Write out exactly the lines from the start of the entries through the one that contains "so this stays", including both.

Saved entries:
┏━━

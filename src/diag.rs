// SPDX-License-Identifier: GPL-3.0-or-later

//! The error taxonomy of §7 and the diagnostic rendering that backs it.
//!
//! There is exactly one family of failures a formatting run can produce,
//! so this stays a hand-rolled enum rather than a derive-macro error type:
//! each variant carries everything a caller needs to render it.

use std::fmt::{self, Display, Formatter};
use std::io;

use colored::Colorize;

use crate::lang::token::TokenId;
use crate::util::SourceLocation;

/// The error taxonomy of §7.
#[derive(Debug)]
pub enum CanonError {
    /// A string or number literal ran into an unexpected newline or EOF
    /// before it was closed.
    LexTermination { path: String, loc: SourceLocation, line: String },

    /// The parser found a token whose id was not in the expected set at
    /// the current state.
    UnexpectedToken {
        path: String,
        loc: SourceLocation,
        line: String,
        expected: &'static str,
        found: TokenId,
    },

    /// A grammar-valid construct whose implementation is intentionally
    /// deferred (§9 Open Questions).
    UnsupportedConstruct { path: String, loc: SourceLocation, line: String, what: &'static str },

    /// Reading the source or writing formatted output failed.
    Io { path: String, source: io::Error },
}

impl CanonError {
    fn path(&self) -> &str {
        match self {
            CanonError::LexTermination { path, .. } => path,
            CanonError::UnexpectedToken { path, .. } => path,
            CanonError::UnsupportedConstruct { path, .. } => path,
            CanonError::Io { path, .. } => path,
        }
    }
}

impl Display for CanonError {
    fn fmt(&self, f: &mut Formatter) -> fmt::Result {
        match self {
            CanonError::LexTermination { loc, line, .. } => {
                writeln!(f, "{}: {}: unterminated literal", self.path(), loc)?;
                write_caret(f, loc, line)
            }
            CanonError::UnexpectedToken { loc, line, expected, found, .. } => {
                writeln!(f, "{}: {}: expected {}, found {}", self.path(), loc, expected, found)?;
                write_caret(f, loc, line)
            }
            CanonError::UnsupportedConstruct { loc, line, what, .. } => {
                writeln!(f, "{}: {}: unsupported construct: {}", self.path(), loc, what)?;
                write_caret(f, loc, line)
            }
            CanonError::Io { path, source } => write!(f, "{}: {}", path, source),
        }
    }
}

impl std::error::Error for CanonError {
    fn source(&self) -> Option<&(dyn std::error::Error + 'static)> {
        match self {
            CanonError::Io { source, .. } => Some(source),
            _ => None,
        }
    }
}

/// Emits the offending source line followed by a caret under its column.
/// Coloring goes through `colored`, which already no-ops when stderr isn't
/// a terminal.
fn write_caret(f: &mut Formatter, loc: &SourceLocation, line: &str) -> fmt::Result {
    writeln!(f, "{}", line)?;
    let prefix = " ".repeat(loc.column as usize);
    writeln!(f, "{}{}", prefix, "^".red().bold())
}

/// Builds a [`CanonError::LexTermination`] from a source buffer and the
/// offset where the literal broke off.
pub fn lex_termination(path: &str, source: &[u8], at: usize) -> CanonError {
    let (loc, line) = locate(source, at);
    CanonError::LexTermination { path: path.to_string(), loc, line }
}

/// Builds a [`CanonError::UnexpectedToken`] from a source buffer, path, and
/// offending token, doing the §3.2 location lookup and line extraction.
pub fn unexpected_token(
    path: &str,
    source: &[u8],
    at: usize,
    expected: &'static str,
    found: TokenId,
) -> CanonError {
    let (loc, line) = locate(source, at);
    CanonError::UnexpectedToken { path: path.to_string(), loc, line, expected, found }
}

/// Builds a [`CanonError::UnsupportedConstruct`].
pub fn unsupported_construct(
    path: &str,
    source: &[u8],
    at: usize,
    what: &'static str,
) -> CanonError {
    let (loc, line) = locate(source, at);
    CanonError::UnsupportedConstruct { path: path.to_string(), loc, line, what }
}

fn locate(source: &[u8], at: usize) -> (SourceLocation, String) {
    let loc = SourceLocation::locate(source, at);
    let line = String::from_utf8_lossy(loc.line_text(source)).into_owned();
    (loc, line)
}
// SPDX-License-Identifier: GPL-3.0-or-later

//! Source locations, derived on demand from a token's byte offset.
//!
//! Locating a token is never done during lexing or parsing itself — only
//! when a diagnostic actually needs to be rendered, per the line/column
//! fields on [`Token`](crate::lang::token::Token) being absent from the
//! token itself.

use std::fmt::{self, Display, Formatter};

use crate::lang::token::Token;

/// A location within a source buffer.
///
/// `line` is 0-indexed and `column` counts bytes from the start of the
/// line; both are also 0-indexed internally. Diagnostic rendering uses
/// [`SourceLocation::display_line`] and [`SourceLocation::display_column`]
/// to present the 1-indexed coordinates a human expects.
#[derive(Clone, Copy, PartialEq, Eq, Debug)]
pub struct SourceLocation {
    /// 0-indexed line number.
    pub line: u32,

    /// 0-indexed column, in bytes from the start of the line.
    pub column: u32,

    /// Byte offset of the first byte of the line.
    pub line_start: usize,

    /// Byte offset one past the last byte of the line, not counting its
    /// terminating `\n` (or the end of the buffer, for the final line).
    pub line_end: usize,
}

impl SourceLocation {
    /// Locates byte offset `at` within `source`.
    pub fn locate(source: &[u8], at: usize) -> Self {
        let at = at.min(source.len());

        let line_start = source[..at]
            .iter()
            .rposition(|&b| b == b'\n')
            .map(|i| i + 1)
            .unwrap_or(0);

        let line = source[..line_start]
            .iter()
            .filter(|&&b| b == b'\n')
            .count() as u32;

        let line_end = source[line_start..]
            .iter()
            .position(|&b| b == b'\n')
            .map(|i| line_start + i)
            .unwrap_or(source.len());

        let column = (at - line_start) as u32;

        Self { line, column, line_start, line_end }
    }

    /// Locates the start of `token` within `source`.
    pub fn of_token(source: &[u8], token: Token) -> Self {
        Self::locate(source, token.start)
    }

    /// The line, as a byte slice of `source`, that this location falls on.
    pub fn line_text<'s>(&self, source: &'s [u8]) -> &'s [u8] {
        &source[self.line_start..self.line_end]
    }

    /// 1-indexed line number, for display.
    #[inline]
    pub fn display_line(&self) -> u32 {
        self.line + 1
    }

    /// 1-indexed column, for display.
    #[inline]
    pub fn display_column(&self) -> u32 {
        self.column + 1
    }
}

impl Display for SourceLocation {
    fn fmt(&self, f: &mut Formatter) -> fmt::Result {
        write!(f, "{}:{}", self.display_line(), self.display_column())
    }
}

#[cfg(test)]
mod tests {
    use super::*;
    use crate::lang::token::{Token, TokenId};

    fn tok(start: usize, end: usize) -> Token {
        Token { id: TokenId::Identifier, start, end }
    }

    #[test]
    fn locate_first_line() {
        let loc = SourceLocation::locate(b"const = 1;", 6);
        assert_eq!(loc.line, 0);
        assert_eq!(loc.column, 6);
        assert_eq!(loc.display_line(), 1);
        assert_eq!(loc.display_column(), 7);
        assert_eq!(loc.line_start, 0);
        assert_eq!(loc.line_end, 10);
    }

    #[test]
    fn locate_second_line() {
        let src = b"const a = b;\nconst c = d;\n";
        let loc = SourceLocation::locate(src, 13);
        assert_eq!(loc.line, 1);
        assert_eq!(loc.column, 0);
        assert_eq!(loc.line_start, 13);
    }

    #[test]
    fn locate_end_of_buffer() {
        let src = b"abc";
        let loc = SourceLocation::locate(src, 3);
        assert_eq!(loc.column, 3);
        assert_eq!(loc.line_end, 3);
    }

    #[test]
    fn of_token_uses_start() {
        let src = b"a bc";
        let loc = SourceLocation::of_token(src, tok(2, 4));
        assert_eq!(loc.column, 2);
    }

    #[test]
    fn display_format() {
        let loc = SourceLocation::locate(b"const = 1;", 6);
        assert_eq!(format!("{}", loc), "1:7");
    }
}
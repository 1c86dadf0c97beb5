#![allow(non_snake_case)]

//! Named Windows objects (files, registry keys, kernel objects) as a [`Directory`].
//!
//! The object name is the path, the only attribute is
//! [`ATTRIBUTE_SECURITY_DESCRIPTOR`]. Writing applies the DACL of the given
//! descriptor; owner, group and SACL on the object are left alone.

use std::ptr;
use std::slice;

use widestring::U16CString;
use winapi::shared::minwindef::{BOOL, DWORD, HLOCAL};
use winapi::shared::ntdef::NULL;
use winapi::shared::winerror::ERROR_SUCCESS;
use winapi::um::accctrl::{SE_FILE_OBJECT, SE_KERNEL_OBJECT, SE_OBJECT_TYPE, SE_REGISTRY_KEY};
use winapi::um::aclapi::{GetNamedSecurityInfoW, SetNamedSecurityInfoW};
use winapi::um::errhandlingapi::GetLastError;
use winapi::um::securitybaseapi::{GetSecurityDescriptorDacl, GetSecurityDescriptorLength, IsValidSecurityDescriptor};
use winapi::um::winbase::LocalFree;
use winapi::um::winnt::{
    DACL_SECURITY_INFORMATION, GROUP_SECURITY_INFORMATION, OWNER_SECURITY_INFORMATION, PACL,
    PSECURITY_DESCRIPTOR, PSID,
};

use crate::directory::{Directory, ATTRIBUTE_SECURITY_DESCRIPTOR};

/// Descriptor allocated by the system, released with `LocalFree`.
struct LocalDescriptor {
    pSecurityDescriptor: PSECURITY_DESCRIPTOR,
}

impl LocalDescriptor {
    fn as_bytes(&self) -> &[u8] {
        let len = unsafe { GetSecurityDescriptorLength(self.pSecurityDescriptor) } as usize;
        unsafe { slice::from_raw_parts(self.pSecurityDescriptor as *const u8, len) }
    }
}

impl Drop for LocalDescriptor {
    fn drop(&mut self) {
        if self.pSecurityDescriptor != NULL {
            unsafe {
                LocalFree(self.pSecurityDescriptor as HLOCAL);
            }
        }
    }
}

#[derive(Clone, Copy, Debug, PartialEq, Eq)]
pub enum ObjectType {
    File,
    RegistryKey,
    Kernel,
}

impl ObjectType {
    fn se_object_type(self) -> SE_OBJECT_TYPE {
        match self {
            ObjectType::File => SE_FILE_OBJECT,
            ObjectType::RegistryKey => SE_REGISTRY_KEY,
            ObjectType::Kernel => SE_KERNEL_OBJECT,
        }
    }
}

pub struct NamedObjectDirectory {
    object_type: ObjectType,
}

impl NamedObjectDirectory {
    pub fn new(object_type: ObjectType) -> NamedObjectDirectory {
        NamedObjectDirectory { object_type }
    }

    pub fn files() -> NamedObjectDirectory {
        NamedObjectDirectory::new(ObjectType::File)
    }
}

fn wide_path(path: &str) -> Result<Vec<u16>, String> {
    U16CString::from_str(path)
        .map(U16CString::into_vec_with_nul)
        .map_err(|_| format!("path contains a NUL character: {}", path))
}

fn check_attribute(attribute: &str) -> Result<(), String> {
    if attribute == ATTRIBUTE_SECURITY_DESCRIPTOR {
        Ok(())
    } else {
        Err(format!("unsupported attribute {}", attribute))
    }
}

impl Directory for NamedObjectDirectory {
    fn read_attribute(&self, object: &str, attribute: &str) -> Result<Vec<u8>, String> {
        check_attribute(attribute)?;
        let wPath = wide_path(object)?;

        let mut descriptor = LocalDescriptor {
            pSecurityDescriptor: NULL,
        };
        let ret: DWORD = unsafe {
            GetNamedSecurityInfoW(
                wPath.as_ptr(),
                self.object_type.se_object_type(),
                DACL_SECURITY_INFORMATION | GROUP_SECURITY_INFORMATION | OWNER_SECURITY_INFORMATION,
                ptr::null_mut(),
                ptr::null_mut(),
                ptr::null_mut(),
                ptr::null_mut(),
                &mut descriptor.pSecurityDescriptor,
            )
        };
        if ret != ERROR_SUCCESS {
            return Err(format!("GetNamedSecurityInfoW failed: GLE={}", ret));
        }

        Ok(descriptor.as_bytes().to_vec())
    }

    fn replace_attribute(&mut self, object: &str, attribute: &str, value: &[u8]) -> Result<(), String> {
        check_attribute(attribute)?;
        let mut wPath = wide_path(object)?;

        // The API wants an aligned, writable self-relative descriptor.
        let mut buffer: Vec<u32> = vec![0; (value.len() + 3) / 4];
        let pSecurityDescriptor = buffer.as_mut_ptr() as PSECURITY_DESCRIPTOR;
        unsafe {
            ptr::copy_nonoverlapping(value.as_ptr(), pSecurityDescriptor as *mut u8, value.len());
        }

        if unsafe { IsValidSecurityDescriptor(pSecurityDescriptor) } == 0 {
            return Err("descriptor rejected by IsValidSecurityDescriptor".to_owned());
        }

        let mut bDaclPresent: BOOL = 0;
        let mut bDaclDefaulted: BOOL = 0;
        let mut pDacl: PACL = ptr::null_mut();
        if unsafe {
            GetSecurityDescriptorDacl(pSecurityDescriptor, &mut bDaclPresent, &mut pDacl, &mut bDaclDefaulted)
        } == 0
        {
            return Err(format!("GetSecurityDescriptorDacl failed: GLE={}", unsafe { GetLastError() }));
        }
        if bDaclPresent == 0 {
            return Err("descriptor has no DACL".to_owned());
        }

        let ret: DWORD = unsafe {
            SetNamedSecurityInfoW(
                wPath.as_mut_ptr(),
                self.object_type.se_object_type(),
                DACL_SECURITY_INFORMATION,
                NULL as PSID,
                NULL as PSID,
                pDacl,
                ptr::null_mut(),
            )
        };
        if ret != ERROR_SUCCESS {
            return Err(format!("SetNamedSecurityInfoW failed: GLE={}", ret));
        }

        Ok(())
    }
}
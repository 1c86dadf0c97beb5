use std::fs;
use std::process;

use ad_security::descriptor::SecurityDescriptor;
use ad_security::directory::{trustee_name, MemoryDirectory};
use ad_security::mask::right_name;
use ad_security::policy::{protected_against_deletion, user_cant_change_pass};
use ad_security::schema::RightsSchema;
use clap::{App, Arg};
use tracing::error;
use tracing_subscriber::EnvFilter;

fn read_blob(path: &str, is_hex: bool) -> Result<Vec<u8>, String> {
    let raw = fs::read(path).map_err(|e| format!("Failed to read {}: {}", path, e))?;
    if !is_hex {
        return Ok(raw);
    }

    let text: String = String::from_utf8_lossy(&raw)
        .chars()
        .filter(|c| !c.is_whitespace())
        .collect();
    hex::decode(text).map_err(|e| format!("{} is not valid hex: {}", path, e))
}

fn print_descriptor(sd: &SecurityDescriptor, schema: &RightsSchema) {
    // No directory to search here, only well-known trustees get names.
    let names = MemoryDirectory::new();

    match sd.owner() {
        Some(owner) => println!("Owner: {}", owner),
        None => println!("Owner: None"),
    }
    match sd.group() {
        Some(group) => println!("Group: {}", group),
        None => println!("Group: None"),
    }
    println!("Control: 0x{:04x}", sd.control());

    if !sd.has_dacl() {
        println!("No DACL present");
    }

    for (index, ace) in sd.dacl().iter().enumerate() {
        println!("  AccessControlEntry[{}] {{", index);
        for line in ace.to_string().lines() {
            println!("  {}", line);
        }
        println!("    Trustee={}", trustee_name(&names, &ace.trustee));
        println!(
            "    Right={}",
            right_name(schema, ace.access_mask, ace.object_type.as_ref())
        );
        println!("  }}");
    }

    println!("Protected against deletion: {}", protected_against_deletion(sd));
    println!("User cannot change password: {}", user_cant_change_pass(sd));
}

fn run() -> Result<(), String> {
    let matches = App::new("Query ACL")
        .about("Dumps a directory object's security descriptor")
        .arg(Arg::with_name("hex")
            .short("x")
            .long("hex")
            .help("Input file holds the descriptor as hex text")
            .takes_value(false))
        .arg(Arg::with_name("schema")
            .short("s")
            .long("schema")
            .help("TOML file with additional extended rights")
            .takes_value(true))
        .arg(Arg::with_name("path")
            .help("File holding an nTSecurityDescriptor value")
            .required(true)
            .index(1))
        .get_matches();

    let path = matches.value_of("path").unwrap_or_default();
    let schema = match matches.value_of("schema") {
        Some(schema_path) => RightsSchema::from_path(schema_path).map_err(|e| e.to_string())?,
        None => RightsSchema::default(),
    };

    let blob = read_blob(path, matches.is_present("hex"))?;
    let sd = SecurityDescriptor::from_bytes(&blob).map_err(|e| format!("Failed to decode {}: {}", path, e))?;

    println!("Security descriptor of {}", path);
    print_descriptor(&sd, &schema);
    Ok(())
}

pub fn main() {
    tracing_subscriber::fmt()
        .with_env_filter(EnvFilter::from_default_env())
        .with_writer(std::io::stderr)
        .init();

    if let Err(message) = run() {
        error!("{}", message);
        process::exit(1);
    }
}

┗━━

FINAL ANSWER
filename src/diag.rs
// SPDX-License-Identifier: GPL-3.0-or-later

//! The error taxonomy of §7 and the diagnostic rendering that backs it.
//!
//! There is exactly one family of failures a formatting run can produce,
//! so this stays a hand-rolled enum rather than a derive-macro error type:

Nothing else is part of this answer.